Records for this exercise
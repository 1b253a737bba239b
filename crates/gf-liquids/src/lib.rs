//! gf-liquids: liquid identity and mixing for gridflow.
//!
//! Provides:
//! - `Liquid`: a color identity (liquids are told apart by display color)
//! - The standard brewing palette (cold/hot water, wort, beer)
//! - `Mixture`: a normalized, flow-weighted combination of liquids
//!
//! # Example
//!
//! ```
//! use gf_liquids::{COLD_WATER, HOT_WATER, Mixture};
//!
//! let cold = Mixture::pure(COLD_WATER);
//! let hot = Mixture::pure(HOT_WATER);
//! let mixed = Mixture::blend([(6.0, &cold), (4.0, &hot)]).unwrap();
//! assert!((mixed.fraction(COLD_WATER) - 0.6).abs() < 1e-12);
//! ```

pub mod error;
pub mod liquid;
pub mod mixture;

pub use error::{LiquidError, LiquidResult};
pub use liquid::{BEER, COLD_WATER, HOT_WATER, Liquid, WORT};
pub use mixture::Mixture;
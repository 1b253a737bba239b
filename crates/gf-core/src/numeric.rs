/// Floating point type used throughout the solver
pub type Real = f64;

/// One tolerance for everything
#[derive(Clone, Copy, Debug)]
pub struct Tolerances {
    pub abs: Real,
    pub rel: Real,
}

impl Default for Tolerances {
    fn default() -> Self {
        Self {
            abs: 1e-9,
            rel: 1e-6,
        }
    }
}

pub fn nearly_equal(a: Real, b: Real, tol: Tolerances) -> bool {
    let diff = (a - b).abs();
    if diff <= tol.abs {
        return true;
    }
    diff <= tol.rel * a.abs().max(b.abs())
}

Exercise details
Output all of the data in full, exactly as given.

Output of the exercise
repository 1b253a737bba239b
filename crates/gf-liquids/src/lib.rs
//! gf-liquids: liquid identity and mixing for gridflow.
//!
//! Provides:
//! - `Liquid`: a color identity (liquids are told apart by display color)
//! - The standard brewing palette (cold/hot water, wort, beer)
//! - `Mixture`: a normalized, flow-weighted combination of liquids
//!
//! # Example
//!
//! ```
//! use gf_liquids::{COLD_WATER, HOT_WATER, Mixture};
//!
//! let cold = Mixture::pure(COLD_WATER);
//! let hot = Mixture::pure(HOT_WATER);
//! let mixed = Mixture::blend([(6.0, &cold), (4.0, &hot)]).unwrap();
//! assert!((mixed.fraction(COLD_WATER) - 0.6).abs() < 1e-12);
//! ```

pub mod error;
pub mod liquid;
pub mod mixture;

pub use error::{LiquidError, LiquidResult};
pub use liquid::{BEER, COLD_WATER, HOT_WATER, Liquid, WORT};
pub use mixture::Mixture;
repository 1b253a737bba239b
filename crates/gf-core/src/numeric.rs
/// Floating point type used throughout the solver
pub type Real = f64;

/// One tolerance for everything
#[derive(Clone, Copy, Debug)]
pub struct Tolerances {
    pub abs: Real,
    pub rel: Real,
}

impl Default for Tolerances {
    fn default() -> Self {
        Self {
            abs: 1e-9,
            rel: 1e-6,
        }
    }
}

pub fn nearly_equal(a: Real, b: Real, tol: Tolerances) -> bool {
    let diff = (a - b).abs();
    if diff <= tol.abs {
        return true;
    }
    diff <= tol.rel * a.abs().max(b.abs())
}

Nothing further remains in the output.